United States District Court, S.D. Mississippi, Southern Division

December 20, 2016

GIT-R-DONE PRODUCTIONS, INC. PLAINTIFF
v.
GITERDONE C STORE, LLC and 443-B YACHT CLUB DRIVE LLC DEFENDANTS

          ORDER DENYING MOTION IN LIMINE

          LOUIS GUIROLA, JR., CHIEF U.S. DISTRICT JUDGE

         BEFORE THE COURT is the [124] Motion in Limine to Exclude Plaintiff's Expert Testimony and Materials filed by Defendant Giterdone C Store, LLC. Having reviewed the submissions of the parties and the applicable law, the Court is of the opinion that the Motion should be denied. The expert testimony and materials at issue meet the standards of admissibility under Federal Rule of Evidence 702 and Daubert v. Merrell Dow Pharmaceuticals, Inc., 509 U.S. 579 (1993).

         Background

         This is an action for federal trademark infringement and related claims. Plaintiff Git-R-Done Productions, Inc., originally sued Defendant Giterdone C Store, LLC, the owner of the Giterdone gas station and convenience store located in Diamondhead, Mississippi. The Court later allowed an amendment to add Defendant 443-B Yacht Club Drive LLC, although that Defendant is not a party to the current Motion.[1] Plaintiff contends that “Defendant has purposefully misappropriated” the well-known Git-R-Done “tagline and trademark of the famous comedian and actor, Daniel Lawrence Whitney, known by his stage name, Larry the Cable Guy.” (Compl. 1 (¶1), ECF No. 1).
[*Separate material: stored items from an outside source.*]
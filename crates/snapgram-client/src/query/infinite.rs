//! Cursor pagination on top of [`QueryClient`].
//!
//! Pages are accumulated under one key. The cursor for the next page is the
//! id of the last item received; a page with no items ends the sequence and
//! later next-page requests return the cached state untouched.

use std::future::Future;

use tracing::debug;

use snapgram_shared::models::Post;

use super::client::{QueryClient, QueryState};
use super::key::QueryKey;
use crate::error::ApiResult;

/// Items that can continue a cursor-paginated listing.
pub trait PageCursor {
    fn page_cursor(&self) -> String;
}

impl PageCursor for Post {
    fn page_cursor(&self) -> String {
        self.id.to_string()
    }
}

#[derive(Debug, Clone, PartialEq, Eq)]
pub struct InfiniteData<T> {
    pub pages: Vec<Vec<T>>,
    pub has_next_page: bool,
}

impl<T: PageCursor> InfiniteData<T> {
    fn first(page: Vec<T>) -> Self {
        let mut data = Self {
            pages: Vec::new(),
            has_next_page: true,
        };
        data.push_page(page);
        data
    }

    fn push_page(&mut self, page: Vec<T>) {
        if page.is_empty() {
            self.has_next_page = false;
        } else {
            self.pages.push(page);
        }
    }

    /// Cursor for the next page, `None` once the listing is exhausted.
    pub fn next_cursor(&self) -> Option<String> {
        if !self.has_next_page {
            return None;
        }
        self.pages.last()?.last().map(PageCursor::page_cursor)
    }

    pub fn items(&self) -> impl Iterator<Item = &T> {
        self.pages.iter().flatten()
    }

    pub fn len(&self) -> usize {
        self.pages.iter().map(Vec::len).sum()
    }

    pub fn is_empty(&self) -> bool {
        self.len() == 0
    }
}

impl QueryClient {
    /// Load the first page, or serve the accumulated pages while fresh.
    pub async fn infinite_query<T, F, Fut>(
        &self,
        key: QueryKey,
        fetch: F,
    ) -> QueryState<InfiniteData<T>>
    where
        T: PageCursor + Send + Sync + 'static,
        F: FnOnce(Option<String>) -> Fut,
        Fut: Future<Output = ApiResult<Vec<T>>>,
    {
        self.query(key, move || async move { fetch(None).await.map(InfiniteData::first) })
            .await
    }

    /// Append the page after the last loaded item.
    ///
    /// Without cached pages this loads the first page. After an empty page
    /// it does nothing: no fetch and no cache write.
    pub async fn fetch_next_page<T, F, Fut>(
        &self,
        key: QueryKey,
        fetch: F,
    ) -> QueryState<InfiniteData<T>>
    where
        T: PageCursor + Clone + Send + Sync + 'static,
        F: FnOnce(Option<String>) -> Fut,
        Fut: Future<Output = ApiResult<Vec<T>>>,
    {
        let Some(current) = self.get_query_data::<InfiniteData<T>>(&key).await else {
            return self.infinite_query(key, fetch).await;
        };

        let Some(cursor) = current.next_cursor() else {
            debug!(%key, "No further pages");
            return self
                .peek(&key)
                .await
                .unwrap_or_else(QueryState::idle);
        };

        self.run(key, move || async move {
            let page = fetch(Some(cursor)).await?;
            let mut data = InfiniteData::clone(&current);
            data.push_page(page);
            Ok(data)
        })
        .await
    }
}

#[cfg(test)]
mod tests {
    use super::*;
    use std::sync::atomic::{AtomicUsize, Ordering};
    use std::sync::Arc;

    #[derive(Debug, Clone, PartialEq)]
    struct Item(u32);

    impl PageCursor for Item {
        fn page_cursor(&self) -> String {
            self.0.to_string()
        }
    }

    /// Items 0..total served in pages of three after the cursor.
    fn pages(
        total: u32,
        calls: Arc<AtomicUsize>,
    ) -> impl Fn(Option<String>) -> std::future::Ready<ApiResult<Vec<Item>>> {
        move |cursor| {
            calls.fetch_add(1, Ordering::SeqCst);
            let start = cursor.map_or(0, |c| c.parse::<u32>().unwrap() + 1);
            let items = (start..total).take(3).map(Item).collect();
            std::future::ready(Ok(items))
        }
    }

    #[tokio::test]
    async fn pages_accumulate_until_empty() {
        let cache = QueryClient::new();
        let calls = Arc::new(AtomicUsize::new(0));
        let fetch = pages(5, calls.clone());
        let key = QueryKey::infinite_posts();

        let first = cache.infinite_query(key.clone(), &fetch).await;
        assert_eq!(first.data.unwrap().len(), 3);

        let second = cache.fetch_next_page(key.clone(), &fetch).await;
        let data = second.data.unwrap();
        assert_eq!(data.pages.len(), 2);
        assert_eq!(data.next_cursor().as_deref(), Some("4"));

        let third = cache.fetch_next_page(key.clone(), &fetch).await;
        assert!(!third.data.unwrap().has_next_page);
        assert_eq!(calls.load(Ordering::SeqCst), 3);
    }

    #[tokio::test]
    async fn exhausted_listing_is_a_noop() {
        let cache = QueryClient::new();
        let calls = Arc::new(AtomicUsize::new(0));
        let fetch = pages(3, calls.clone());
        let key = QueryKey::infinite_posts();

        cache.infinite_query(key.clone(), &fetch).await;
        cache.fetch_next_page(key.clone(), &fetch).await;
        let before = cache.peek::<InfiniteData<Item>>(&key).await.unwrap();
        let calls_before = calls.load(Ordering::SeqCst);
        let mut events = cache.subscribe();

        let after = cache.fetch_next_page(key.clone(), &fetch).await;

        assert_eq!(calls.load(Ordering::SeqCst), calls_before);
        assert_eq!(after.data, before.data);
        assert_eq!(after.updated_at, before.updated_at);
        assert!(events.try_recv().is_err());
    }
}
         Plaintiff retained expert Sarah Butler to provide a report and survey “to evaluate the extent to which the general population has any association with the phrase GIT-R-DONE.” (Butler Rep. 4, ECF No. 124-1). Defendant does not challenge Ms. Butler's qualifications, but states that her “survey and report suffer from serious and fatal design flaws, poor execution, and conclusions . . . .” (Mot. 1-2, ECF No. 124).

         Discussion

         Pursuant to Federal Rule of Evidence 702, an expert witness may testify in the form of an opinion or otherwise if:

(a) the expert's scientific, technical, or other specialized knowledge will help the trier of fact to understand the evidence or to determine a fact in issue;
(b) the testimony is based on sufficient facts or data;
(c) the testimony is the product of reliable principles and methods; and
(d) the expert has reliably applied the principles and methods to the facts of the case.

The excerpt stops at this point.